Jak reszta? Ok. Tylko ok. O fabule trudno się wypowiedzieć bo nie rozkręciła się jeszcze. Podoba mi się w sumie, że serial stara się być przystępny dla nowych widzów. Postacie: Guts jest nadal Gutsem, ale reszta strasznie mnie irytuje, zwłaszcza Puck. Nie czytałem mangi i nie wiem jak tam się prezentował, ale tutaj gościu skutecznie psuje powagę i mrok Berserka. No i ta jego chibi forma. POWAŻNIE? CHIBI W BERSERKU??? Każda sekunda z nim jest dla mnie męczarnią. Póki co najmocniejszą stroną jest muzyka: bardzo miło po długich latach posłuchać znowu muzyki Hirasawy. Ciężkie, gitarowe brzmienia może są trochę zbyt młodzieżowe, ale w paru momentach nieźle podkreślają badassowość Gutsa. Póki co jestem bardzo rozczarowany. Nadal będę oglądał, ale tylko z przeciekawości.

ocenił(a) serial na 10
szmyrgiel

Co do Pucka to właśnie niestety odczuwam to samo....ALE...Ja właśnie należę do czytelników mangi Berserka i powiem ci szczerze,że w mandze Puck'a bardzo polubiłem.Jakby wprowadzał humor do tej mrocznej krainy i jednocześnie się w nią wpasował...to znaczy nie psuł wcale klimatu a Gut's wcale nie był dla niego taki miły przy samym zapoznaniu się dopiero później jakby można powiedzieć zaczął go trawić....a tu normalnie nasz kochany protagonista zaczął z nim już gadać jak z przyjacielem jakimś...To też mi się nie spodobało...

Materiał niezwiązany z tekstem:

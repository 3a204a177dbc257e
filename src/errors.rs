//! Error types shared across the crate.

use std::fmt::{Display, Formatter};

/// Shared crate result type.
pub type Result<T> = std::result::Result<T, WireError>;

/// Wire-protocol error enumeration covering all failure domains.
#[derive(Debug, Clone, PartialEq)]
pub enum WireError {
    /// Frame-level failure: a frame that could not be serialized, or a
    /// response violating the one-of-result-or-error shape. Malformed
    /// inbound lines are not errors at this level; they decode to
    /// [`Frame::Malformed`](crate::codec::Frame) and are answered in-band.
    Codec(String),
    /// Listener could not be created (bind failure after stale-file cleanup).
    Startup(String),
    /// Connection-level failure: refused, reset, or closed before settlement.
    Transport(String),
    /// The call's wall-clock timeout elapsed before a matching response.
    Timeout(String),
    /// Failure raised inside a skill handler; surfaced to the peer as a
    /// `-32603` internal-error response.
    Handler(String),
    /// File-system or socket I/O failure outside an established exchange.
    Io(String),
    /// The server answered with a structured error object ("server said no",
    /// as opposed to "could not reach/answer").
    Rpc {
        /// JSON-RPC error code (e.g. `-32601`).
        code: i64,
        /// Human-readable error message from the server.
        message: String,
        /// Optional method-specific detail payload.
        data: Option<serde_json::Value>,
    },
}

impl Display for WireError {
    fn fmt(&self, f: &mut Formatter<'_>) -> std::fmt::Result {
        match self {
            Self::Codec(msg) => write!(f, "codec: {msg}"),
            Self::Startup(msg) => write!(f, "startup: {msg}"),
            Self::Transport(msg) => write!(f, "transport: {msg}"),
            Self::Timeout(msg) => write!(f, "timeout: {msg}"),
            Self::Handler(msg) => write!(f, "handler: {msg}"),
            Self::Io(msg) => write!(f, "io: {msg}"),
            Self::Rpc { code, message, .. } => write!(f, "server error {code}: {message}"),
        }
    }
}

impl std::error::Error for WireError {}

impl From<std::io::Error> for WireError {
    fn from(err: std::io::Error) -> Self {
        Self::Io(err.to_string())
    }
}
//! HTTP control-surface tests, driving the router in-process.

use std::sync::Arc;
use std::time::Duration;

use axum::body::Body;
use axum::http::{header, Request, StatusCode};
use axum::Router;
use serde_json::{json, Value};
use tower::util::ServiceExt;

use driftjack::config::Config;
use driftjack::server::{router, AppState};
use driftjack::vehicle::{
    SimConnector, SimVehicle, Vehicle, Waypoint, GLITCH_EAST_PARAM, GLITCH_NORTH_PARAM,
};

fn test_config() -> Config {
    let mut config = Config::default();
    config.attack.drift_step_interval_ms = 2;
    config.attack.monitor_interval_ms = 5;
    config
}

fn app_with_vehicle(sim: Arc<SimVehicle>) -> Router {
    let connector = Arc::new(SimConnector::with_vehicle(sim));
    router(Arc::new(AppState::new(test_config(), connector)))
}

fn app() -> Router {
    let connector = Arc::new(SimConnector::new());
    router(Arc::new(AppState::new(test_config(), connector)))
}

async fn get(app: &Router, path: &str) -> (StatusCode, Value) {
    let response = app
        .clone()
        .oneshot(Request::get(path).body(Body::empty()).unwrap())
        .await
        .unwrap();
    let status = response.status();
    let bytes = axum::body::to_bytes(response.into_body(), usize::MAX)
        .await
        .unwrap();
    (status, serde_json::from_slice(&bytes).unwrap())
}

async fn post(app: &Router, path: &str, body: Value) -> (StatusCode, Value) {
    let response = app
        .clone()
        .oneshot(
            Request::post(path)
                .header(header::CONTENT_TYPE, "application/json")
                .body(Body::from(body.to_string()))
                .unwrap(),
        )
        .await
        .unwrap();
    let status = response.status();
    let bytes = axum::body::to_bytes(response.into_body(), usize::MAX)
        .await
        .unwrap();
    (status, serde_json::from_slice(&bytes).unwrap())
}

/// Polls `GET /status` until `check` passes or the deadline expires.
async fn wait_for_status<F: Fn(&Value) -> bool>(app: &Router, check: F, what: &str) -> Value {
    let deadline = tokio::time::Instant::now() + Duration::from_secs(5);
    loop {
        let (_, body) = get(app, "/status").await;
        if check(&body) {
            return body;
        }
        assert!(
            tokio::time::Instant::now() < deadline,
            "timed out waiting for {what}; last status: {body}"
        );
        tokio::time::sleep(Duration::from_millis(10)).await;
    }
}

#[tokio::test]
async fn status_reports_disconnected_before_connect() {
    let app = app();
    let (status, body) = get(&app, "/status").await;
    assert_eq!(status, StatusCode::OK);
    assert_eq!(body, json!({ "connected": false }));
}

#[tokio::test]
async fn connect_defaults_to_local_sitl_address() {
    let app = app();
    let (status, body) = post(&app, "/connect", json!({})).await;
    assert_eq!(status, StatusCode::OK);
    assert_eq!(body["status"], "success");
    assert!(
        body["message"].as_str().unwrap().contains("127.0.0.1:14550"),
        "message: {}",
        body["message"]
    );

    let (_, status_body) = get(&app, "/status").await;
    assert_eq!(status_body["connected"], json!(true));
    assert_eq!(status_body["armed"], json!(false));
    assert_eq!(status_body["gps_fix"], json!(3));
}

#[tokio::test]
async fn connect_rejects_blank_address() {
    let app = app();
    let (status, body) = post(&app, "/connect", json!({ "ip": "  " })).await;
    assert_eq!(status, StatusCode::OK);
    assert_eq!(body["status"], "error");

    let (_, status_body) = get(&app, "/status").await;
    assert_eq!(status_body, json!({ "connected": false }));
}

#[tokio::test]
async fn start_requires_connection() {
    let app = app();
    let (_, body) = post(&app, "/start", json!({ "strategy": "A", "param": 10.0 })).await;
    assert_eq!(body["status"], "error");
}

#[tokio::test]
async fn takeoff_requires_connection() {
    let app = app();
    let (_, body) = post(&app, "/takeoff", json!({})).await;
    assert_eq!(body["status"], "error");
}

#[tokio::test]
async fn takeoff_arms_and_climbs_to_target_altitude() {
    let sim = Arc::new(SimVehicle::new());
    let app = app_with_vehicle(Arc::clone(&sim));

    post(&app, "/connect", json!({})).await;
    let (_, body) = post(&app, "/takeoff", json!({})).await;
    assert_eq!(body["status"], "success");

    let status = wait_for_status(
        &app,
        |s| s["mode"] == json!("POSHOLD"),
        "takeoff to reach position hold",
    )
    .await;
    assert_eq!(status["armed"], json!(true));
    assert_eq!(status["alt"], json!(15.0));
}

#[tokio::test]
async fn takeoff_rejected_when_not_armable() {
    let sim = Arc::new(SimVehicle::new());
    sim.set_armable(false);
    let app = app_with_vehicle(sim);

    post(&app, "/connect", json!({})).await;
    let (_, body) = post(&app, "/takeoff", json!({})).await;
    assert_eq!(body["status"], "error");
}

#[tokio::test]
async fn invalid_drift_step_count_is_reported() {
    let app = app();
    post(&app, "/connect", json!({})).await;

    let (_, body) = post(
        &app,
        "/start",
        json!({ "strategy": "A", "n_offset": 5.0, "param": 0.0 }),
    )
    .await;
    assert_eq!(body["status"], "error");

    let (_, body) = post(
        &app,
        "/start",
        json!({ "strategy": "A", "n_offset": 5.0, "param": 2.5 }),
    )
    .await;
    assert_eq!(body["status"], "error");
}

#[tokio::test]
async fn hijack_cycle_over_http_clears_glitch_on_stop() {
    let sim = Arc::new(SimVehicle::new());
    sim.set_mission(
        vec![Waypoint {
            seq: 1,
            lat: -35.36,
            lon: 149.17,
            alt: 20.0,
        }],
        1,
    );
    let app = app_with_vehicle(Arc::clone(&sim));

    post(&app, "/connect", json!({})).await;
    let (_, body) = post(
        &app,
        "/start",
        json!({ "strategy": "B", "n_offset": -35.37, "e_offset": 149.18, "param": 1.0 }),
    )
    .await;
    assert_eq!(body["status"], "success", "message: {}", body["message"]);

    let status = wait_for_status(
        &app,
        |s| s["attack_data"]["phase"] == json!("HIJACKING"),
        "hijacking phase",
    )
    .await;
    assert_eq!(status["attack_data"]["active"], json!(true));
    assert_eq!(status["attack_data"]["strategy"], json!("B"));
    assert_eq!(status["mode"], json!("AUTO"));

    let (_, body) = post(&app, "/stop", json!({})).await;
    assert_eq!(body["status"], "success");

    assert_eq!(sim.param_now(GLITCH_NORTH_PARAM), Some(0.0));
    assert_eq!(sim.param_now(GLITCH_EAST_PARAM), Some(0.0));

    let (_, status_body) = get(&app, "/status").await;
    assert_eq!(status_body["attack_data"]["active"], json!(false));
    assert_eq!(status_body["attack_data"]["phase"], json!("IDLE"));
}

#[tokio::test]
async fn second_start_rejected_while_session_active() {
    let sim = Arc::new(SimVehicle::new());
    let app = app_with_vehicle(sim);

    post(&app, "/connect", json!({})).await;
    let (_, first) = post(
        &app,
        "/start",
        json!({ "strategy": "A", "n_offset": 20.0, "param": 1000000.0 }),
    )
    .await;
    assert_eq!(first["status"], "success");

    let (_, second) = post(
        &app,
        "/start",
        json!({ "strategy": "A", "n_offset": 5.0, "param": 10.0 }),
    )
    .await;
    assert_eq!(second["status"], "error");

    let (_, stopped) = post(&app, "/stop", json!({})).await;
    assert_eq!(stopped["status"], "success");
}

#[tokio::test]
async fn stop_without_session_clears_leftover_glitch() {
    let sim = Arc::new(SimVehicle::new());
    sim.set_param(GLITCH_NORTH_PARAM, 0.5).await.unwrap();
    sim.set_param(GLITCH_EAST_PARAM, -0.5).await.unwrap();
    let app = app_with_vehicle(Arc::clone(&sim));

    post(&app, "/connect", json!({})).await;
    let (_, body) = post(&app, "/stop", json!({})).await;
    assert_eq!(body["status"], "success");

    assert_eq!(sim.param_now(GLITCH_NORTH_PARAM), Some(0.0));
    assert_eq!(sim.param_now(GLITCH_EAST_PARAM), Some(0.0));
}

A co do Chibi to taka jego wersja też się pojawiała w mandze,ale tylko na małe chwile i przynajmniej wprowadzał trochę humoru co mi się podobało :D

.Tak czy siak mangow'ego Puck'a bardzo polubiłem i całkiem inaczej on mi się widzi jeżeli chodzi go o przeniesienie do anime...to co zrobili z nim tutaj to pomyłka jakaś.Tam był uroczy i pomocny a tu jest po prostu wkurzający.

ocenił(a) serial na 9
szmyrgiel

Jestem po trzecim odcinku. Albo już się przyzwyczaiłem, albo jakość serialu rośnie, bo w trakcie oglądania przestałem odczuwać rozczarowanie, a zacząłem zainteresowanie. Walki dało się oglądać, pojawił się nawet niesławny koń, ale całkowicie go spartolili. Dobry patent z wytłumaczeniem dla nowych czemu Guts mści się na apostołach. Co prawda szkoda, że wzięli Pig Face'a zamiast bardziej kozackiego apostoła w stylu Wężowego Barona lub Hrabiego. Wnerwia mnie głos Guts'a cały czas wydaje się znudzony i jakby miał w nosie to co się dzieje wokół niego. Liczę na angielski dubbing i powrót Marc'a Diraisona jako głównego bohatera.

Martwi mnie jak poprowadzą fabułę. "Conviciction Arc" jest najdłuższym arciem "Berserka" nawet pomimo wycięcia "Zaginionych Dzieci". A tu już mamy Mozgusa oraz inwazję Kushanu i jeżeli dobrze patrzyłem chcą zmieścić wszystko w 12 odcinkach. Można się spodziewać sporej liczby cięć i przeskoków fabularnych.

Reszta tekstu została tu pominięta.